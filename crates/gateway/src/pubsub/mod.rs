//! Publish/subscribe broker abstraction
//!
//! The broker fans byte payloads out to every process subscribed to a
//! channel. Delivery is at-most-once per physical receipt and the broker
//! may duplicate messages; consumers treat duplicates as idempotent no-ops.
//!
//! The Redis implementation keeps two separate broker connections, one for
//! publishing and one for subscribing. A single connection cannot publish
//! while blocked waiting for subscription callbacks without starving one
//! side, so the split is a hard requirement, not a style choice.

pub mod memory;
pub mod redis;

use async_trait::async_trait;
use socket_gateway_core::error::GatewayError;
use std::sync::atomic::{AtomicBool, AtomicU64, Ordering};
use std::sync::Arc;

pub use memory::MemoryBroker;
pub use redis::RedisPubSub;

/// Handler invoked once per received payload on a subscribed channel.
pub type MessageHandler = Arc<dyn Fn(&[u8]) + Send + Sync>;

/// Thin abstraction over the pub/sub broker.
#[async_trait]
pub trait PubSubChannel: Send + Sync {
    /// Publish a payload to a channel.
    ///
    /// # Errors
    ///
    /// `GatewayError::BrokerUnavailable` when the broker cannot be reached.
    async fn publish(&self, channel: &str, payload: Vec<u8>) -> Result<(), GatewayError>;

    /// Register a handler for a channel. Handlers persist for the life of
    /// the broker client and survive reconnects.
    async fn subscribe(&self, channel: &str, handler: MessageHandler)
        -> Result<(), GatewayError>;

    /// Whether the broker link is currently up.
    fn is_connected(&self) -> bool;
}

/// Broker-side counters feeding the health snapshot.
#[derive(Debug, Default)]
pub struct BrokerStats {
    errors: AtomicU64,
    connected: AtomicBool,
}

impl BrokerStats {
    pub fn new() -> Self {
        Self {
            errors: AtomicU64::new(0),
            connected: AtomicBool::new(false),
        }
    }

    pub fn record_error(&self) {
        self.errors.fetch_add(1, Ordering::Relaxed);
    }

    pub fn errors(&self) -> u64 {
        self.errors.load(Ordering::Relaxed)
    }

    pub fn set_connected(&self, connected: bool) {
        self.connected.store(connected, Ordering::Relaxed);
    }

    pub fn is_connected(&self) -> bool {
        self.connected.load(Ordering::Relaxed)
    }
}
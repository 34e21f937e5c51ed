//! Cluster query protocol
//!
//! Answers "which connection ids are in these rooms" over the broker's
//! request/response channel pair. A caller publishes a query request on
//! the namespace's request channel and collects answers until the request
//! timeout elapses. Responses carry the request's correlation id so an
//! answer arriving after its query was abandoned is discarded instead of
//! being misattributed to a newer query.
//!
//! Answers are deliberately local: a responder only answers requests its
//! own process originated, and only ever reports connections it itself
//! holds. A caller wanting cluster-wide membership issues the query to
//! every process and merges the answers; the protocol never does that
//! aggregation on its own.

use crate::namespace::Namespace;
use crate::protocol::{ClusterMessage, ClusterOp};
use crate::registry::{ConnectionId, ConnectionRegistry};
use crate::pubsub::{MessageHandler, PubSubChannel};
use dashmap::DashMap;
use socket_gateway_core::config::GatewayConfig;
use socket_gateway_core::error::GatewayError;
use std::sync::{Arc, Weak};
use std::time::Duration;
use tokio::sync::mpsc;
use uuid::Uuid;

pub struct ClusterQueryProtocol {
    node_id: Uuid,
    broker: Arc<dyn PubSubChannel>,
    channel_prefix: String,
    request_timeout: Duration,
    pending: Arc<DashMap<Uuid, mpsc::UnboundedSender<Vec<ConnectionId>>>>,
}

impl ClusterQueryProtocol {
    /// Install the responder and collector subscriptions and return the
    /// protocol handle.
    ///
    /// This deployment is authoritative for room-membership queries on the
    /// `room` namespace only; requests targeting any other namespace are
    /// declined by every process.
    pub async fn start(
        registry: Arc<ConnectionRegistry>,
        broker: Arc<dyn PubSubChannel>,
        config: &GatewayConfig,
        node_id: Uuid,
    ) -> Result<Arc<Self>, GatewayError> {
        let pending: Arc<DashMap<Uuid, mpsc::UnboundedSender<Vec<ConnectionId>>>> =
            Arc::new(DashMap::new());

        let protocol = Arc::new(Self {
            node_id,
            broker: broker.clone(),
            channel_prefix: config.channel_prefix.clone(),
            request_timeout: config.request_timeout,
            pending: pending.clone(),
        });

        // Responder: answers this process's own requests from the local
        // registry.
        let request_channel = Namespace::Room.request_channel(&config.channel_prefix);
        broker
            .subscribe(
                &request_channel,
                responder_handler(
                    registry,
                    Arc::downgrade(&broker),
                    config.channel_prefix.clone(),
                    node_id,
                ),
            )
            .await?;

        // Collector: routes answers to the pending query they correlate
        // with. Both namespaces get a collector so a declined-everywhere
        // query still times out cleanly.
        for namespace in [Namespace::Default, Namespace::Room] {
            let response_channel = namespace.response_channel(&config.channel_prefix);
            broker
                .subscribe(&response_channel, collector_handler(pending.clone()))
                .await?;
        }

        Ok(protocol)
    }

    /// Ask which connection ids this process holds in the listed rooms.
    ///
    /// The request and its answer travel over the broker like any other
    /// cluster traffic. Waits for the correlated answer up to the request
    /// timeout and returns whatever arrived; a timeout is partial
    /// results, not an error.
    pub async fn query_rooms(
        &self,
        namespace: Namespace,
        rooms: &[String],
    ) -> Result<Vec<ConnectionId>, GatewayError> {
        let request_id = Uuid::new_v4();
        let (tx, mut rx) = mpsc::unbounded_channel();
        self.pending.insert(request_id, tx);

        let channel = namespace.request_channel(&self.channel_prefix);
        let message = ClusterMessage::new(
            channel.clone(),
            self.node_id,
            namespace,
            ClusterOp::QueryRequest {
                request_id,
                rooms: rooms.to_vec(),
            },
        );

        let publish = async {
            let bytes = message.encode()?;
            self.broker.publish(&channel, bytes).await
        };
        if let Err(e) = publish.await {
            self.pending.remove(&request_id);
            return Err(e);
        }

        // One answer is expected per request (a responder only answers its
        // own process's requests); the deadline covers the broker-down
        // case, where the answer never arrives.
        let mut collected = Vec::new();
        let deadline = tokio::time::sleep(self.request_timeout);
        tokio::pin!(deadline);

        tokio::select! {
            () = &mut deadline => {
                tracing::debug!(
                    request_id = %request_id,
                    reason = %GatewayError::QueryTimeout,
                    "Query window closed without an answer"
                );
            }
            Some(ids) = rx.recv() => {
                collected.extend(ids);
            }
        }

        // Answers arriving from here on have no pending entry and are
        // discarded by the collector.
        self.pending.remove(&request_id);
        Ok(collected)
    }
}

fn responder_handler(
    registry: Arc<ConnectionRegistry>,
    broker: Weak<dyn PubSubChannel>,
    channel_prefix: String,
    node_id: Uuid,
) -> MessageHandler {
    Arc::new(move |bytes: &[u8]| {
        let message = match ClusterMessage::decode(bytes) {
            Ok(message) => message,
            Err(e) => {
                tracing::warn!(error = %e, "Discarding undecodable query request");
                return;
            }
        };

        // Only the room namespace is answered here; decline anything else
        // rather than reporting unrelated data.
        if message.namespace != Namespace::Room {
            tracing::debug!(namespace = %message.namespace, "Declining query for foreign namespace");
            return;
        }

        // Local-answer mode: every process holds its own registry, so each
        // answers only the queries it originated itself.
        if message.origin != node_id {
            tracing::trace!(origin = %message.origin, "Leaving query for its origin process to answer");
            return;
        }

        let ClusterOp::QueryRequest { request_id, rooms } = message.op else {
            return;
        };

        let mut connection_ids = Vec::new();
        for room in &rooms {
            connection_ids.extend(registry.members_of(Namespace::Room, room));
        }

        let Some(broker) = broker.upgrade() else {
            return;
        };

        let channel = Namespace::Room.response_channel(&channel_prefix);
        let response = ClusterMessage::new(
            channel.clone(),
            node_id,
            Namespace::Room,
            ClusterOp::QueryResponse {
                request_id,
                connection_ids,
            },
        );

        tokio::spawn(async move {
            let bytes = match response.encode() {
                Ok(bytes) => bytes,
                Err(e) => {
                    tracing::error!(error = %e, "Failed to encode query response");
                    return;
                }
            };
            if let Err(e) = broker.publish(&channel, bytes).await {
                tracing::warn!(error = %e, "Failed to publish query response");
            }
        });
    })
}

fn collector_handler(
    pending: Arc<DashMap<Uuid, mpsc::UnboundedSender<Vec<ConnectionId>>>>,
) -> MessageHandler {
    Arc::new(move |bytes: &[u8]| {
        let Ok(message) = ClusterMessage::decode(bytes) else {
            return;
        };
        let ClusterOp::QueryResponse {
            request_id,
            connection_ids,
        } = message.op
        else {
            return;
        };

        match pending.get(&request_id) {
            Some(tx) => {
                let _ = tx.send(connection_ids);
            }
            None => {
                tracing::debug!(request_id = %request_id, "Discarding late query response");
            }
        }
    })
}

#[cfg(test)]
mod tests {
    use super::*;
    use crate::pubsub::MemoryBroker;
    use crate::registry::{AuthIdentity, ClientSink, ConnectionInfo};

    fn quick_config() -> GatewayConfig {
        GatewayConfig {
            request_timeout: Duration::from_millis(150),
            ..GatewayConfig::default()
        }
    }

    fn register_in_room(registry: &ConnectionRegistry, room: &str) -> ConnectionId {
        let (tx, _rx) = mpsc::unbounded_channel();
        let id = Uuid::new_v4();
        registry.register(
            ConnectionInfo {
                id,
                namespace: Namespace::Room,
                auth: AuthIdentity {
                    user_id: "u".to_string(),
                    session_token: "t".to_string(),
                },
            },
            ClientSink::new(tx),
        );
        // Receiver deliberately dropped; query tests only need membership.
        registry.add_to_room(id, room);
        id
    }

    #[tokio::test]
    async fn test_query_returns_local_members() {
        let registry = Arc::new(ConnectionRegistry::new());
        let broker: Arc<dyn PubSubChannel> = Arc::new(MemoryBroker::new());
        let protocol =
            ClusterQueryProtocol::start(registry.clone(), broker, &quick_config(), Uuid::new_v4())
                .await
                .unwrap();

        let id = register_in_room(&registry, "r1");

        let ids = protocol
            .query_rooms(Namespace::Room, &["r1".to_string()])
            .await
            .unwrap();
        assert_eq!(ids, vec![id]);
    }

    #[tokio::test]
    async fn test_query_spans_multiple_rooms() {
        let registry = Arc::new(ConnectionRegistry::new());
        let broker: Arc<dyn PubSubChannel> = Arc::new(MemoryBroker::new());
        let protocol =
            ClusterQueryProtocol::start(registry.clone(), broker, &quick_config(), Uuid::new_v4())
                .await
                .unwrap();

        let a = register_in_room(&registry, "r1");
        let b = register_in_room(&registry, "r2");
        register_in_room(&registry, "r3");

        let mut ids = protocol
            .query_rooms(Namespace::Room, &["r1".to_string(), "r2".to_string()])
            .await
            .unwrap();
        ids.sort();
        let mut expected = vec![a, b];
        expected.sort();
        assert_eq!(ids, expected);
    }

    #[tokio::test]
    async fn test_default_namespace_query_is_declined_everywhere() {
        let registry = Arc::new(ConnectionRegistry::new());
        let broker: Arc<dyn PubSubChannel> = Arc::new(MemoryBroker::new());
        let protocol =
            ClusterQueryProtocol::start(registry.clone(), broker, &quick_config(), Uuid::new_v4())
                .await
                .unwrap();

        register_in_room(&registry, "r1");

        let ids = protocol
            .query_rooms(Namespace::Default, &["r1".to_string()])
            .await
            .unwrap();
        assert!(ids.is_empty());
    }

    #[tokio::test]
    async fn test_unknown_room_yields_empty_answer() {
        let registry = Arc::new(ConnectionRegistry::new());
        let broker: Arc<dyn PubSubChannel> = Arc::new(MemoryBroker::new());
        let protocol =
            ClusterQueryProtocol::start(registry, broker, &quick_config(), Uuid::new_v4())
                .await
                .unwrap();

        let ids = protocol
            .query_rooms(Namespace::Room, &["ghost".to_string()])
            .await
            .unwrap();
        assert!(ids.is_empty());
    }

    #[tokio::test]
    async fn test_late_response_is_discarded() {
        let pending: Arc<DashMap<Uuid, mpsc::UnboundedSender<Vec<ConnectionId>>>> =
            Arc::new(DashMap::new());
        let collector = collector_handler(pending.clone());

        // No pending entry for this id; the collector must drop it.
        let response = ClusterMessage::new(
            "gw-response#room#".to_string(),
            Uuid::new_v4(),
            Namespace::Room,
            ClusterOp::QueryResponse {
                request_id: Uuid::new_v4(),
                connection_ids: vec![Uuid::new_v4()],
            },
        );
        collector(&response.encode().unwrap());
        assert!(pending.is_empty());
    }
}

• INSTRUCTIONS TO FOLLOW
Taking the listing above as the source, transcribe only the lines starting at the line with "self.errors.fetch_add(1, Ordering::Relaxed);" and going through the line with "and return the", unaltered and with both ends included.

• RESULT
        self.errors.fetch_add(1, Ordering::Relaxed);
    }

    pub fn errors(&self) -> u64 {
        self.errors.load(Ordering::Relaxed)
    }

    pub fn set_connected(&self, connected: bool) {
        self.connected.store(connected, Ordering::Relaxed);
    }

    pub fn is_connected(&self) -> bool {
        self.connected.load(Ordering::Relaxed)
    }
}
repository 34e21f937e5c51ed
//! Cluster query protocol
//!
//! Answers "which connection ids are in these rooms" over the broker's
//! request/response channel pair. A caller publishes a query request on
//! the namespace's request channel and collects answers until the request
//! timeout elapses. Responses carry the request's correlation id so an
//! answer arriving after its query was abandoned is discarded instead of
//! being misattributed to a newer query.
//!
//! Answers are deliberately local: a responder only answers requests its
//! own process originated, and only ever reports connections it itself
//! holds. A caller wanting cluster-wide membership issues the query to
//! every process and merges the answers; the protocol never does that
//! aggregation on its own.

use crate::namespace::Namespace;
use crate::protocol::{ClusterMessage, ClusterOp};
use crate::registry::{ConnectionId, ConnectionRegistry};
use crate::pubsub::{MessageHandler, PubSubChannel};
use dashmap::DashMap;
use socket_gateway_core::config::GatewayConfig;
use socket_gateway_core::error::GatewayError;
use std::sync::{Arc, Weak};
use std::time::Duration;
use tokio::sync::mpsc;
use uuid::Uuid;

pub struct ClusterQueryProtocol {
    node_id: Uuid,
    broker: Arc<dyn PubSubChannel>,
    channel_prefix: String,
    request_timeout: Duration,
    pending: Arc<DashMap<Uuid, mpsc::UnboundedSender<Vec<ConnectionId>>>>,
}

impl ClusterQueryProtocol {
    /// Install the responder and collector subscriptions and return the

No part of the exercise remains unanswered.